[Python-3000] Proposal: No more standard library additions

Greg Ewing greg.ewing at canterbury.ac.nz
Thu Oct 19 04:41:03 CEST 2006


Martin v. Löwis wrote:

> Given that it is *generated* code, I find that very
> reasonable. Just fix the generator once, and the
> warnings will go away.

I don't accept that the code generator needs to be
"fixed", because I don't regard it as broken. The
code it generates is perfectly correct. Its only
crime is not conforming to some C compiler writer's
notion of what spotlessly tidy C code should look
like. That's completely irrelevant for Pyrex-
generated code, since humans aren't required to
ever look at it.

I'm using the C compiler as an assembler. I don't
expect my assembler to make moral judgements about
my code.

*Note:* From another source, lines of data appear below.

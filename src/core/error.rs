use std::error::Error as StdError;
use std::path::PathBuf;

use thiserror::Error;

pub type BufferResult<T> = Result<T, BufferError>;

#[derive(Debug, Error)]
pub enum BufferError {
    /// `closest_to` was called before any frame was ever inserted.
    #[error("closest-match lookup on an empty frame buffer (target={target})")]
    Empty { target: i64 },
}

#[derive(Debug, Error)]
pub enum CaptureError {
    #[error("{message}")]
    Message { message: String },
    #[error("capture command '{program}' exited with {status}: {stderr}")]
    CommandFailed {
        program: String,
        status: String,
        stderr: String,
    },
    #[error("capture source '{source_name}' produced an empty frame")]
    EmptyFrame { source_name: String },
    #[error("{context}: {source}")]
    Context {
        context: String,
        #[source]
        source: Box<dyn StdError + Send + Sync>,
    },
}

impl CaptureError {
    pub fn message(message: impl Into<String>) -> Self {
        Self::Message {
            message: message.into(),
        }
    }

    pub fn with_context<E>(context: impl Into<String>, source: E) -> Self
    where
        E: StdError + Send + Sync + 'static,
    {
        Self::Context {
            context: context.into(),
            source: Box::new(source),
        }
    }
}

#[derive(Debug, Error)]
pub enum StoreError {
    #[error("failed to write frame {timestamp} to {path:?}: {source}")]
    Io {
        timestamp: i64,
        path: PathBuf,
        #[source]
        source: std::io::Error,
    },
    #[error("{message}")]
    Message { message: String },
}

impl StoreError {
    pub fn message(message: impl Into<String>) -> Self {
        Self::Message {
            message: message.into(),
        }
    }
}

#[derive(Debug, Error)]
pub enum PublishError {
    #[error("upload of {key} rejected with status {status}: {body}")]
    Status { key: String, status: u16, body: String },
    #[error("upload of {key} failed: {message}")]
    Transport { key: String, message: String },
    #[error("{context}: {source}")]
    Context {
        context: String,
        #[source]
        source: Box<dyn StdError + Send + Sync>,
    },
}

impl PublishError {
    pub fn with_context<E>(context: impl Into<String>, source: E) -> Self
    where
        E: StdError + Send + Sync + 'static,
    {
        Self::Context {
            context: context.into(),
            source: Box::new(source),
        }
    }
}

#[derive(Debug, Error)]
pub enum JobQueueError {
    /// A job read inside the transaction changed before commit.
    #[error("transaction conflict on job '{job_id}'")]
    Conflict { job_id: String },
    #[error("job '{job_id}' was staged for update without being read in the transaction")]
    NotRead { job_id: String },
    #[error("{message}")]
    Message { message: String },
    #[error("{context}: {source}")]
    Context {
        context: String,
        #[source]
        source: Box<dyn StdError + Send + Sync>,
    },
}

impl JobQueueError {
    pub fn message(message: impl Into<String>) -> Self {
        Self::Message {
            message: message.into(),
        }
    }

    pub fn with_context<E>(context: impl Into<String>, source: E) -> Self
    where
        E: StdError + Send + Sync + 'static,
    {
        Self::Context {
            context: context.into(),
            source: Box::new(source),
        }
    }

    pub fn is_conflict(&self) -> bool {
        matches!(self, Self::Conflict { .. })
    }
}

#[derive(Debug, Error)]
pub enum ConfigError {
    #[error("{message}")]
    Message { message: String },
    #[error("{context}: {source}")]
    Context {
        context: String,
        #[source]
        source: Box<dyn StdError + Send + Sync>,
    },
}

impl ConfigError {
    pub fn message(message: impl Into<String>) -> Self {
        Self::Message {
            message: message.into(),
        }
    }

    pub fn with_context<E>(context: impl Into<String>, source: E) -> Self
    where
        E: StdError + Send + Sync + 'static,
    {
        Self::Context {
            context: context.into(),
            source: Box::new(source),
        }
    }
}
pub mod capture_loop;
pub mod command;
pub mod fallback;
pub mod file;
pub mod synthetic;

use async_trait::async_trait;

use crate::config::{CaptureConfig, CaptureSourceKind};
use crate::core::{CaptureError, Frame};

pub use capture_loop::{FrameProducer, ProducerHandle, ProducerStatus};
pub use command::CommandCapture;
pub use fallback::FallbackCapture;
pub use file::FileCapture;
pub use synthetic::SyntheticCapture;

/// A frame source. Implementations own their device state, hence `&mut self`.
#[async_trait]
pub trait CaptureSource: Send {
    fn name(&self) -> &str;

    /// Grab one frame stamped with its capture time.
    async fn capture_frame(&mut self) -> Result<Frame, CaptureError>;
}

/// Builds the configured source, wrapped in a [`FallbackCapture`] when
/// `fallback_file` is set.
pub fn build_source(cfg: &CaptureConfig) -> anyhow::Result<Box<dyn CaptureSource>> {
    let primary: Box<dyn CaptureSource> = match cfg.source {
        CaptureSourceKind::Synthetic => Box::new(SyntheticCapture::new(
            "synthetic",
            cfg.width,
            cfg.height,
        )),
        CaptureSourceKind::Command => Box::new(CommandCapture::from_config(cfg)?),
        CaptureSourceKind::File => {
            let path = cfg
                .file
                .clone()
                .ok_or_else(|| anyhow::anyhow!("capture.file is required for file capture"))?;
            Box::new(FileCapture::new(path, cfg.format))
        }
    };

    match &cfg.fallback_file {
        Some(path) => {
            let fallback = FileCapture::new(path.clone(), cfg.format);
            Ok(Box::new(FallbackCapture::new(primary, Box::new(fallback))))
        }
        None => Ok(primary),
    }
}

#[cfg(test)]
mod tests {
    use super::*;

    #[tokio::test]
    async fn builds_synthetic_by_default() {
        let cfg = CaptureConfig {
            width: 4,
            height: 2,
            ..CaptureConfig::default()
        };
        let mut source = build_source(&cfg).unwrap();
        assert_eq!(source.name(), "synthetic");
        let frame = source.capture_frame().await.unwrap();
        assert!(!frame.is_empty());
    }

    #[test]
    fn wraps_with_fallback_when_configured() {
        let cfg = CaptureConfig {
            fallback_file: Some("still.jpg".into()),
            ..CaptureConfig::default()
        };
        let source = build_source(&cfg).unwrap();
        assert_eq!(source.name(), "fallback");
    }

    #[test]
    fn command_source_needs_a_program() {
        let cfg = CaptureConfig {
            source: CaptureSourceKind::Command,
            ..CaptureConfig::default()
        };
        assert!(build_source(&cfg).is_err());
    }
}
use std::sync::{Mutex, MutexGuard};

fn log_poisoned(lock_type: &str, context: &str) {
    log::error!("{} lock poisoned in {}", lock_type, context);
}

/// Locks `mutex`, recovering the guard if a previous holder panicked.
pub fn lock_mutex<'a, T>(mutex: &'a Mutex<T>, context: &str) -> MutexGuard<'a, T> {
    match mutex.lock() {
        Ok(guard) => guard,
        Err(poisoned) => {
            log_poisoned("Mutex", context);
            poisoned.into_inner()
        }
    }
}

#[cfg(test)]
mod tests {
    use super::*;
    use std::sync::Arc;

    #[test]
    fn recovers_poisoned_mutex() {
        let shared = Arc::new(Mutex::new(vec![1, 2, 3]));
        let cloned = shared.clone();
        let _ = std::thread::spawn(move || {
            let _guard = cloned.lock().unwrap();
            panic!("poison it");
        })
        .join();

        assert!(shared.is_poisoned());
        let guard = lock_mutex(&shared, "test");
        assert_eq!(*guard, vec![1, 2, 3]);
    }
}
//! Named handler pipelines.
//!
//! A [`HandlerList`] is an ordered list of named steps. This module only
//! orders them; the machine lifecycle decides when a list runs.

use std::fmt;
use std::sync::Arc;

use vmjail_common::config::MachineConfig;
use vmjail_common::error::{JailError, Result};

/// State handed to every handler.
#[derive(Debug, Clone)]
pub struct Machine {
    /// Configuration, rewritten by provisioning handlers.
    pub config: MachineConfig,
    /// Pid of the launched jailer, once started.
    pub pid: Option<u32>,
}

impl Machine {
    /// Wraps a configuration for a machine that has not been started.
    #[must_use]
    pub const fn new(config: MachineConfig) -> Self {
        Self { config, pid: None }
    }
}

type HandlerFn = dyn Fn(&mut Machine) -> Result<()> + Send + Sync;

/// A named, side-effecting pipeline step.
#[derive(Clone)]
pub struct Handler {
    name: String,
    func: Arc<HandlerFn>,
}

impl Handler {
    /// Creates a handler from a name and an action.
    pub fn new(
        name: impl Into<String>,
        func: impl Fn(&mut Machine) -> Result<()> + Send + Sync + 'static,
    ) -> Self {
        Self {
            name: name.into(),
            func: Arc::new(func),
        }
    }

    /// Name of the handler.
    #[must_use]
    pub fn name(&self) -> &str {
        &self.name
    }

    /// Runs the handler's action.
    ///
    /// # Errors
    ///
    /// Returns whatever the action returns.
    pub fn call(&self, machine: &mut Machine) -> Result<()> {
        (self.func)(machine)
    }
}

impl fmt::Debug for Handler {
    fn fmt(&self, f: &mut fmt::Formatter<'_>) -> fmt::Result {
        f.debug_struct("Handler").field("name", &self.name).finish_non_exhaustive()
    }
}

#[derive(Debug, Clone)]
struct Entry {
    handler: Handler,
    // Anchor this entry was placed after, so later insertions after the
    // same anchor queue behind it.
    inserted_after: Option<String>,
}

/// Ordered list of uniquely named handlers.
///
/// Inserting a handler whose name is already present removes the old
/// entry first, except in [`swap_or_append`], which replaces in place.
///
/// [`swap_or_append`]: HandlerList::swap_or_append
#[derive(Debug, Clone, Default)]
pub struct HandlerList {
    entries: Vec<Entry>,
}

impl HandlerList {
    /// Creates an empty list.
    #[must_use]
    pub const fn new() -> Self {
        Self {
            entries: Vec::new(),
        }
    }

    /// Returns whether a handler with this name is present.
    #[must_use]
    pub fn has(&self, name: &str) -> bool {
        self.position(name).is_some()
    }

    /// Number of handlers.
    #[must_use]
    pub fn len(&self) -> usize {
        self.entries.len()
    }

    /// Returns whether the list is empty.
    #[must_use]
    pub fn is_empty(&self) -> bool {
        self.entries.is_empty()
    }

    /// Handler names in execution order.
    #[must_use]
    pub fn names(&self) -> Vec<&str> {
        self.entries.iter().map(|e| e.handler.name()).collect()
    }

    /// Returns the handler with this name.
    #[must_use]
    pub fn get(&self, name: &str) -> Option<&Handler> {
        self.position(name).map(|i| &self.entries[i].handler)
    }

    /// Appends a handler at the end.
    pub fn append(&mut self, handler: Handler) {
        let _ = self.remove(handler.name());
        self.entries.push(Entry {
            handler,
            inserted_after: None,
        });
    }

    /// Inserts a handler at the front.
    pub fn prepend(&mut self, handler: Handler) {
        let _ = self.remove(handler.name());
        self.entries.insert(
            0,
            Entry {
                handler,
                inserted_after: None,
            },
        );
    }

    /// Inserts `handler` after the handler named `anchor`.
    ///
    /// Handlers appended after the same anchor keep their call order: the
    /// new one lands behind the run that directly follows the anchor and
    /// was inserted after it, or after a member of that run. Chains such as
    /// `[A, X (after A), Y (after X)]` are therefore never split.
    ///
    /// # Errors
    ///
    /// Returns [`JailError::MissingHandler`] and leaves the list untouched
    /// if `anchor` is absent, or [`JailError::Config`] if `handler` is
    /// named like its own anchor.
    pub fn append_after(&mut self, anchor: &str, handler: Handler) -> Result<()> {
        if !self.has(anchor) {
            return Err(JailError::MissingHandler {
                name: anchor.to_string(),
            });
        }
        if handler.name() == anchor {
            return Err(JailError::Config {
                message: format!("handler {anchor} cannot be appended after itself"),
            });
        }

        let _ = self.remove(handler.name());
        let mut at = self.position(anchor).map_or(self.entries.len(), |i| i + 1);
        let mut chain = vec![anchor];
        while let Some(entry) = self.entries.get(at) {
            match entry.inserted_after.as_deref() {
                Some(after) if chain.contains(&after) => {
                    chain.push(entry.handler.name());
                    at += 1;
                }
                _ => break,
            }
        }
        tracing::debug!(anchor, handler = handler.name(), position = at, "inserting handler");
        self.entries.insert(
            at,
            Entry {
                handler,
                inserted_after: Some(anchor.to_string()),
            },
        );
        Ok(())
    }

    /// Replaces the handler with the same name in place, or appends it.
    pub fn swap_or_append(&mut self, handler: Handler) {
        if let Some(i) = self.position(handler.name()) {
            self.entries[i].handler = handler;
        } else {
            self.entries.push(Entry {
                handler,
                inserted_after: None,
            });
        }
    }

    /// Removes and returns the handler with this name.
    pub fn remove(&mut self, name: &str) -> Option<Handler> {
        self.position(name).map(|i| self.entries.remove(i).handler)
    }

    /// Removes every handler.
    pub fn clear(&mut self) {
        self.entries.clear();
    }

    /// Runs every handler in order, stopping at the first failure.
    ///
    /// # Errors
    ///
    /// Returns [`JailError::Handler`] naming the failed handler.
    pub fn run(&self, machine: &mut Machine) -> Result<()> {
        for entry in &self.entries {
            let name = entry.handler.name();
            tracing::debug!(handler = name, "running handler");
            entry.handler.call(machine).map_err(|e| JailError::Handler {
                name: name.to_string(),
                source: Box::new(e),
            })?;
        }
        Ok(())
    }

    fn position(&self, name: &str) -> Option<usize> {
        self.entries.iter().position(|e| e.handler.name() == name)
    }
}

/// The handler lists driven by the machine lifecycle.
#[derive(Debug, Clone, Default)]
pub struct Handlers {
    /// Steps that bring the machine up.
    pub init: HandlerList,
    /// Steps run when the machine shuts down.
    pub finish: HandlerList,
}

I expect it to do what I tell it and not
talk back.

> build_py, for example, *only* copies the source
> files into the build tree (with time stamp checking).
> The user shouldn't have to specify this, because
> a) it is tedious and error-prone to do so for each
>    source file, and
> b) you can't know in a static way what the target
>    directory is, because the platform name goes
>    into the target name.

I'm not sure what your point is here. I don't see
why this can't be done under a Make-like system.
The user just needs a way to say "My package depends
on these .py files". The system can still be left to
figure out where they need to go and whether they need
updating.

If you're saying the user needs the ability to
explicitly invoke just that part of the process on
its own, that could be arranged, similarly to the
way you can tell Make to build a specific target.

I don't see why it's all that useful, though. If
the only thing that's changed is your .py files,
running the whole process will still only update
the .py files, due to the dependency tracking.
The only time you really need something like that
is when you *don't* have full dependency tracking.